Abstract

The aurora is a visible manifestation of Earth’s coupling to near-Earth space. The emitted light is produced by charged particles that precipitate into the upper atmosphere. These particles are usually located on closed magnetic field lines that connect directly between the northern and southern hemisphere. As a result, Earth’s aurora often appears in an oval shape surrounding the magnetic pole. Inside the oval, at high magnetic latitudes, is a region with open magnetic field lines that extend into the solar wind.
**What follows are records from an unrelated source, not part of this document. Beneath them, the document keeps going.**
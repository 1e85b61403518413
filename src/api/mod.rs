// HTTP API routes (accounts, bot control, clan requests, stats).

pub mod ws;

use axum::{
    extract::{Json, Path, Query, State},
    http::StatusCode,
    response::{IntoResponse, Response},
    routing::{get, post},
    Router,
};
use serde::Deserialize;
use serde_json::json;
use std::sync::Arc;

use crate::accounts;
use crate::bot_manager::BotManager;
use crate::clan::ClanRequests;
use crate::db::Database;
use crate::error::PanelError;
use crate::events::Notifier;
use crate::metrics;

// ── Request types ─────────────────────────────────────────────────────

#[derive(Deserialize)]
pub struct RegisterAccountRequest {
    #[serde(default)]
    pub token: String,
    pub clan_id: Option<String>,
}

#[derive(Deserialize)]
pub struct BotControlRequest {
    #[serde(default)]
    pub account_id: String,
}

#[derive(Deserialize)]
pub struct ClanRequestBody {
    #[serde(default)]
    pub account_id: String,
    #[serde(default)]
    pub clan_id: String,
}

#[derive(Deserialize)]
pub struct ClanRequestFilter {
    pub account_id: Option<String>,
}

// ── Shared application state ─────────────────────────────────────────

#[derive(Clone)]
pub struct AppState {
    pub db: Arc<Database>,
    pub bots: Arc<BotManager>,
    pub clans: Arc<ClanRequests>,
    pub notifier: Notifier,
}

// ── Error helper ──────────────────────────────────────────────────────

fn json_error(status: StatusCode, msg: &str) -> impl IntoResponse {
    (status, Json(json!({ "error": msg })))
}

fn internal_error(e: sqlx::Error) -> impl IntoResponse {
    tracing::error!("Database error: {e}");
    json_error(StatusCode::INTERNAL_SERVER_ERROR, "Internal server error")
}

fn panel_error(e: PanelError) -> Response {
    let message = e.to_string();
    let status = match e {
        PanelError::TransientIo(inner) => return internal_error(inner).into_response(),
        PanelError::InvalidInput(_) | PanelError::NotRunning(_) => StatusCode::BAD_REQUEST,
        PanelError::NotFound(_) => StatusCode::NOT_FOUND,
        PanelError::AlreadyRunning(_) => StatusCode::CONFLICT,
    };
    json_error(status, &message).into_response()
}

// ── Router ────────────────────────────────────────────────────────────

pub fn router(
    db: Arc<Database>,
    bots: Arc<BotManager>,
    clans: Arc<ClanRequests>,
    notifier: Notifier,
) -> Router {
    let state = AppState {
        db,
        bots,
        clans,
        notifier,
    };

    Router::new()
        .route("/health", get(health_check))
        // Accounts
        .route("/api/accounts", get(list_accounts).post(register_account))
        .route(
            "/api/accounts/{id}",
            get(get_account).delete(delete_account),
        )
        .route("/api/accounts/{id}/rewards", get(list_rewards))
        // Bot control
        .route("/api/bot/start", post(start_bot))
        .route("/api/bot/stop", post(stop_bot))
        // Clan requests
        .route("/api/clan/request", post(submit_clan_request))
        .route("/api/clan/requests", get(list_clan_requests))
        // Stats
        .route("/api/stats", get(get_stats))
        .route("/metrics", get(get_metrics))
        // WebSocket
        .route("/ws", get(ws::ws_events))
        .with_state(state)
}

async fn health_check() -> impl IntoResponse {
    Json(json!({
        "status": "healthy",
        "service": "glory-backend",
        "timestamp": chrono::Utc::now().to_rfc3339(),
    }))
}

// ── Account handlers ──────────────────────────────────────────────────

async fn list_accounts(State(state): State<AppState>) -> impl IntoResponse {
    match state.db.list_accounts().await {
        Ok(accounts) => (StatusCode::OK, Json(json!(accounts))).into_response(),
        Err(e) => internal_error(e).into_response(),
    }
}

async fn register_account(
    State(state): State<AppState>,
    Json(req): Json<RegisterAccountRequest>,
) -> impl IntoResponse {
    match accounts::register_account(&state.db, &req.token, req.clan_id.as_deref()).await {
        Ok(account) => (
            StatusCode::CREATED,
            Json(json!({
                "status": "success",
                "account_id": account.id,
                "account": account,
            })),
        )
            .into_response(),
        Err(e) => panel_error(e),
    }
}

async fn get_account(State(state): State<AppState>, Path(id): Path<String>) -> impl IntoResponse {
    match state.db.get_account(&id).await {
        Ok(Some(account)) => (StatusCode::OK, Json(json!(account))).into_response(),
        Ok(None) => json_error(StatusCode::NOT_FOUND, "Account not found").into_response(),
        Err(e) => internal_error(e).into_response(),
    }
}

async fn delete_account(
    State(state): State<AppState>,
    Path(id): Path<String>,
) -> impl IntoResponse {
    match accounts::delete_account(&state.bots, &id).await {
        Ok(()) => StatusCode::NO_CONTENT.into_response(),
        Err(e) => panel_error(e),
    }
}

async fn list_rewards(State(state): State<AppState>, Path(id): Path<String>) -> impl IntoResponse {
    match state.db.get_account(&id).await {
        Ok(Some(_)) => {}
        Ok(None) => return json_error(StatusCode::NOT_FOUND, "Account not found").into_response(),
        Err(e) => return internal_error(e).into_response(),
    }

    match state.db.list_reward_events(&id).await {
        Ok(events) => (StatusCode::OK, Json(json!(events))).into_response(),
        Err(e) => internal_error(e).into_response(),
    }
}

// ── Bot control handlers ──────────────────────────────────────────────

async fn start_bot(
    State(state): State<AppState>,
    Json(req): Json<BotControlRequest>,
) -> impl IntoResponse {
    if req.account_id.is_empty() {
        return json_error(StatusCode::BAD_REQUEST, "account_id is required").into_response();
    }

    match state.bots.start(&req.account_id).await {
        Ok(()) => (
            StatusCode::OK,
            Json(json!({
                "status": "running",
                "account_id": req.account_id,
                "message": "Bot started. Connect to /ws for live updates."
            })),
        )
            .into_response(),
        Err(e) => panel_error(e),
    }
}

async fn stop_bot(
    State(state): State<AppState>,
    Json(req): Json<BotControlRequest>,
) -> impl IntoResponse {
    if req.account_id.is_empty() {
        return json_error(StatusCode::BAD_REQUEST, "account_id is required").into_response();
    }

    match state.bots.stop(&req.account_id).await {
        Ok(()) => (
            StatusCode::OK,
            Json(json!({ "status": "stopped", "account_id": req.account_id })),
        )
            .into_response(),
        Err(e) => panel_error(e),
    }
}

// ── Clan handlers ─────────────────────────────────────────────────────

async fn submit_clan_request(
    State(state): State<AppState>,
    Json(req): Json<ClanRequestBody>,
) -> impl IntoResponse {
    if req.account_id.is_empty() {
        return json_error(StatusCode::BAD_REQUEST, "account_id is required").into_response();
    }

    match state.clans.submit(&req.account_id, &req.clan_id).await {
        Ok(request_id) => (
            StatusCode::ACCEPTED,
            Json(json!({
                "status": "pending",
                "request_id": request_id,
                "message": "Clan request sent",
            })),
        )
            .into_response(),
        Err(e) => panel_error(e),
    }
}

async fn list_clan_requests(
    State(state): State<AppState>,
    Query(filter): Query<ClanRequestFilter>,
) -> impl IntoResponse {
    match state
        .db
        .list_clan_requests(filter.account_id.as_deref())
        .await
    {
        Ok(requests) => (StatusCode::OK, Json(json!(requests))).into_response(),
        Err(e) => internal_error(e).into_response(),
    }
}

// ── Stats handlers ────────────────────────────────────────────────────

async fn get_stats(State(state): State<AppState>) -> impl IntoResponse {
    match state.db.stats().await {
        Ok(stats) => (StatusCode::OK, Json(json!(stats))).into_response(),
        Err(e) => internal_error(e).into_response(),
    }
}

async fn get_metrics() -> impl IntoResponse {
    (
        StatusCode::OK,
        [("content-type", "text/plain; version=0.0.4")],
        metrics::gather_metrics(),
    )
        .into_response()
}
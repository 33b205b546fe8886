//! The parallel input/output interface.

/// Two 8-bit data ports with per-bit direction control.
///
/// A control bit of 1 marks the matching data bit as input, 0 as output.
/// The PIO itself is four dumb latches; what the lines connect to is the
/// device configuration's business.
pub struct Pio {
    pub pa: u8,
    pub pb: u8,
    pub ca: u8,
    pub cb: u8,
}

impl Pio {
    pub fn new() -> Pio {
        Pio {
            pa: 0,
            pb: 0,
            ca: 0,
            cb: 0,
        }
    }

    /// The externally visible lines of port A when `driven` sits on the
    /// input bits: latched values where the direction is output, `driven`
    /// where it is input.
    pub fn lines_a(&self, driven: u8) -> u8 {
        (self.pa & !self.ca) | (driven & self.ca)
    }

    /// Same composition for port B.
    pub fn lines_b(&self, driven: u8) -> u8 {
        (self.pb & !self.cb) | (driven & self.cb)
    }
}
This region of open magnetic flux is the polar cap and is a consequence of the Dungey cycle: Reconnection between the solar wind magnetic field and closed terrestrial field lines at the dayside magnetopause produces open field lines which are transported to the nightside where they are again closed by reconnection. A fundamental property of the magnetosphere-ionosphere system is that changes in the amount of open magnetic flux is equal to the net difference between the dayside and nightside reconnection rates. That is, the polar cap expands when dayside reconnection dominates and contracts when nightside reconnection dominates. This is known as the expanding/contracting polar cap paradigm, and has been studied extensively in the last few decades. The expansion and contraction of the aurora itself has received less attention. In this work, we use global auroral images to study the spatiotemporal evolution of the auroral oval. We investigate how the solar wind, open flux and auroral flux covary. Furthermore, we attempt to determine how well a pure fluid description of the auroral zone can explain the observed evolution.